Figure 1 shows the relationship among an ECU, sensors, and actuators.
Wakikawa & Kuwabara Expires November 30, 2008 [Page 4]
Internet-Draft In-Vehicle Routing Requirements May 2008
One ECU is connected with m sensors (m >= 0) and n actuators (n >=
0). All the connections are wired at this moment. However, some of
wired lines will be replaced by wireless in the near future.
actuator Each ECU are connected with
: - sensors x m (m >= 0)
+-----+ - actuators x n (n >= 0)
| ECU | .. sensor
+-----+
:
sensor
Figure 1: ECU, Sensor, and Actuator
Wakikawa & Kuwabara Expires November 30, 2008 [Page 5]
Internet-Draft In-Vehicle Routing Requirements May 2008
2. Introduction of In-Vehicle Networks
Automobiles are recently equipped with several devices which are used
for driving control, stability control, usability management,
environmental management, and safety management.
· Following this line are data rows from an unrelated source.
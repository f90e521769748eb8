//! Serial port discovery for autopilot boards.
//!
//! A simple lookup: enumerate local serial devices and pick the first whose
//! description, manufacturer, or product matches a known autopilot keyword,
//! falling back to the first available port. Consumed by the connection
//! manager only when `connect()` is called without an explicit address.

use log::{info, warn};
use serialport::SerialPortType;

/// Substrings identifying PX4-compatible USB serial devices.
const PX4_KEYWORDS: &[&str] = &[
    "px4",
    "pixhawk",
    "mavlink",
    "autopilot",
    "flight controller",
    "ardupilot",
    "qgroundcontrol",
    "usb serial",
    "ftdi",
    "cp210",
    "fmu",
];

/// Description of one detected serial port.
#[derive(Debug, Clone)]
pub struct PortInfo {
    pub name: String,
    pub description: String,
    pub manufacturer: Option<String>,
    pub product: Option<String>,
    pub serial_number: Option<String>,
    pub vid: Option<u16>,
    pub pid: Option<u16>,
}

/// Enumerate all local serial ports with whatever metadata the OS exposes.
pub fn detect_ports() -> Vec<PortInfo> {
    let ports = match serialport::available_ports() {
        Ok(p) => p,
        Err(e) => {
            warn!("serial port enumeration failed: {}", e);
            return Vec::new();
        }
    };

    ports
        .into_iter()
        .map(|p| match p.port_type {
            SerialPortType::UsbPort(usb) => {
                let description = match (&usb.product, &usb.manufacturer) {
                    (Some(prod), Some(man)) => format!("{} ({})", prod, man),
                    (Some(prod), None) => prod.clone(),
                    (None, Some(man)) => man.clone(),
                    (None, None) => "USB serial device".to_string(),
                };
                PortInfo {
                    name: p.port_name,
                    description,
                    manufacturer: usb.manufacturer,
                    product: usb.product,
                    serial_number: usb.serial_number,
                    vid: Some(usb.vid),
                    pid: Some(usb.pid),
                }
            }
            other => PortInfo {
                name: p.port_name,
                description: format!("{:?}", other),
                manufacturer: None,
                product: None,
                serial_number: None,
                vid: None,
                pid: None,
            },
        })
        .collect()
}

/// Best-guess autopilot port: keyword match first, then the first available
/// port, then `None` when nothing is attached.
pub fn find_candidate() -> Option<String> {
    let ports = detect_ports();

    for port in &ports {
        let haystack = format!(
            "{} {} {}",
            port.description.to_lowercase(),
            port.manufacturer.as_deref().unwrap_or("").to_lowercase(),
            port.product.as_deref().unwrap_or("").to_lowercase(),
        );
        if PX4_KEYWORDS.iter().any(|k| haystack.contains(k)) {
            info!("autopilot port candidate: {} ({})", port.name, port.description);
            return Some(port.name.clone());
        }
    }

    if let Some(first) = ports.first() {
        warn!(
            "no autopilot-looking port detected, falling back to first available: {}",
            first.name
        );
        return Some(first.name.clone());
    }

    None
}

/// Multi-line rendering of one port for the CLI `ports` listing.
pub fn format_port(port: &PortInfo) -> String {
    let mut out = format!("{}\n  description: {}", port.name, port.description);
    if let Some(ref m) = port.manufacturer {
        out.push_str(&format!("\n  manufacturer: {}", m));
    }
    if let (Some(vid), Some(pid)) = (port.vid, port.pid) {
        out.push_str(&format!("\n  usb id: {:04x}:{:04x}", vid, pid));
    }
    if let Some(ref s) = port.serial_number {
        out.push_str(&format!("\n  serial: {}", s));
    }
    out
}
Electronic control
unit (ECU) is a device to control automobile according to sensed
information and actuator's actions. In early 1970s, a few ECUs were
initially installed in vehicles. However, after advancements of IT
technology, a typical vehicle now have about 100 ECUs and high-end
vehicles have a few hundreds ECUs inside. Several local area network
technologies dedicated for vehicles have been introduced such as
Local Interconnect Network (LIN) [LIN] and Controller Area Network
(CAN) [CAN1] [CAN2]. As the number of ECUs grow, volume and weight
of copper and fiber became a considerable problem for vehicle's
performance.
Small wireless systems such as IEEE 802.15.4, IEEE 802.15.1 and IEEE
802.15.3a have been standardized and are available in the market. It
is very natural to consider to shift to wireless in the in-vehicle
networks. Indeed, some of the sensors already have wireless
capability. For instance, the sensors for tires cannot be connected
via wires due to obvious reasons. Considering the fact that the in-
vehicle network is now essential to vehicle control, shifting to the
"wireless" in-vehicle network has become a serious option.
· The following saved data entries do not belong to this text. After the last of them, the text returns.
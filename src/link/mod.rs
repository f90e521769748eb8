//! # Transport Link
//!
//! Raw byte-level framing over the serial connection to the autopilot. This
//! layer is purely mechanical: open the stream, serialize outgoing messages,
//! and hand back the next fully framed incoming message within a bounded
//! timeout. No retry or correlation logic lives here.
//!
//! The link is split along its two directions:
//!
//! - [`FrameSource`] is the receive half. After connection it has exactly one
//!   owner, the message dispatch loop, so per-name message ordering is
//!   well-defined.
//! - [`FrameSink`] is the send half, safe to call from any task concurrently
//!   with the loop's reads.
//!
//! [`serial::open`] produces both halves over a real serial port; the test
//! harness supplies channel-backed implementations of the same traits.

use std::time::Duration;

use mavlink::common::MavMessage;
use mavlink::MavHeader;

use crate::error::TransportError;

pub mod serial;
pub mod wire;

/// A framed incoming message together with its routing header.
pub type RxFrame = (MavHeader, MavMessage);

/// Receive half of the link. Single-owner after connection.
pub trait FrameSource: Send {
    /// Return the next fully framed message, or `None` once `timeout` has
    /// elapsed with nothing decodable. Malformed frames are dropped and
    /// logged, never surfaced. Must not block the caller beyond `timeout`.
    fn receive_next(&mut self, timeout: Duration) -> Result<Option<RxFrame>, TransportError>;

    /// Release the underlying stream. Idempotent.
    fn close(&mut self);
}

/// Send half of the link. Serializes and writes; no response correlation.
pub trait FrameSink: Send + Sync {
    fn send(&self, msg: &MavMessage) -> Result<(), TransportError>;
}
This section introduces the in-vehicle bus system used by current
vehicles and classifies the in-vehicle network into 5 different
networks.
2.1. In-vehicle BUS system
The existing in-vehicle network consists of several different bus
systems according to the system and its requirements. The four
different bus systems are introduced in this document. Although the
wireless system is not well-performed for some bus systems due to
extremely high performance requirements, the goal of this document is
to start activities towards the ultimate goal of replacing the all
these bus systems by IP network in wireless.
CAN
Control Area Network (CAN) [CAN1] [CAN2] was standardized at ISO.
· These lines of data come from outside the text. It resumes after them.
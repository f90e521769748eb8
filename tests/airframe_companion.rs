//! The SYS_AUTOSTART / SYS_AUTOCONFIG coupling: selecting an airframe only
//! applies on the next boot if SYS_AUTOCONFIG is set alongside it.

mod common;

use common::{connected_client, default_params, SimOptions};
use mavlink::common::MavMessage;
use px4param::link::wire;

#[tokio::test]
async fn airframe_write_also_sets_autoconfig() {
    let (client, sim, sent) = connected_client(default_params(), SimOptions::default()).await;
    client.await_parameters().await;

    let outcome = client
        .write("SYS_AUTOSTART", 4010.0, Default::default())
        .await
        .unwrap();
    assert!(outcome.warning.is_none());

    assert_eq!(sim.value_of("SYS_AUTOSTART"), Some(4010.0));
    assert_eq!(sim.value_of("SYS_AUTOCONFIG"), Some(1.0));

    // Both went over the wire as their own PARAM_SET, in order.
    let set_names: Vec<String> = sent
        .lock()
        .unwrap()
        .iter()
        .filter_map(|m| match m {
            MavMessage::PARAM_SET(d) => Some(wire::decode_param_id(&d.param_id)),
            _ => None,
        })
        .collect();
    assert_eq!(set_names, vec!["SYS_AUTOSTART", "SYS_AUTOCONFIG"]);

    client.disconnect().await;
}

#[tokio::test]
async fn companion_failure_is_a_warning_not_an_error() {
    let opts = SimOptions {
        drop_set_for: vec!["SYS_AUTOCONFIG".to_string()],
        ..Default::default()
    };
    let (client, sim, _sent) = connected_client(default_params(), opts).await;
    client.await_parameters().await;

    let outcome = client
        .write("SYS_AUTOSTART", 4020.0, Default::default())
        .await
        .unwrap();

    // The airframe change stuck even though the companion write was lost.
    assert!(outcome.warning.is_some());
    assert_eq!(sim.value_of("SYS_AUTOSTART"), Some(4020.0));
    assert_eq!(sim.value_of("SYS_AUTOCONFIG"), Some(0.0));

    client.disconnect().await;
}

#[tokio::test]
async fn ordinary_writes_have_no_companion() {
    let (client, _sim, sent) = connected_client(default_params(), SimOptions::default()).await;
    client.await_parameters().await;

    client
        .write("MC_ROLLRATE_P", 0.2, Default::default())
        .await
        .unwrap();

    let set_count = sent
        .lock()
        .unwrap()
        .iter()
        .filter(|m| matches!(m, MavMessage::PARAM_SET(_)))
        .count();
    assert_eq!(set_count, 1);

    client.disconnect().await;
}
CAN is often used for the powertrain network (see Section 2.2).
The access control method of CAN is CSMA/CD (Carrier Sense
Multiple Access/Collision Detection). The priority based data
transmission is supported. The highest priority data can be
transmitted without any delay. The supported bandwidth is from
10Kbps to 1Mbps. The maximum numbers of nodes per bus is 16.
Wakikawa & Kuwabara Expires November 30, 2008 [Page 6]
Internet-Draft In-Vehicle Routing Requirements May 2008
LIN
Local Interconnect Network (LIN) [LIN] is a low cost serial
communication bus system often used for body networks. It uses
Universal Asynchronous Receiver Transmitter/Serial Communication
Interface (UART/SCI), master-slaves concept, and the automatic
clock synchronization for devices (so that a crystal oscillator is
not required). The supported bandwidth is from 1Kbps to 20Kbps.
The maximum number of nodes per bus is 16.
FlexRay
With the increasing number of ECUs, sensors and devices, the
complexity and demands of in-vehicle network has become higher.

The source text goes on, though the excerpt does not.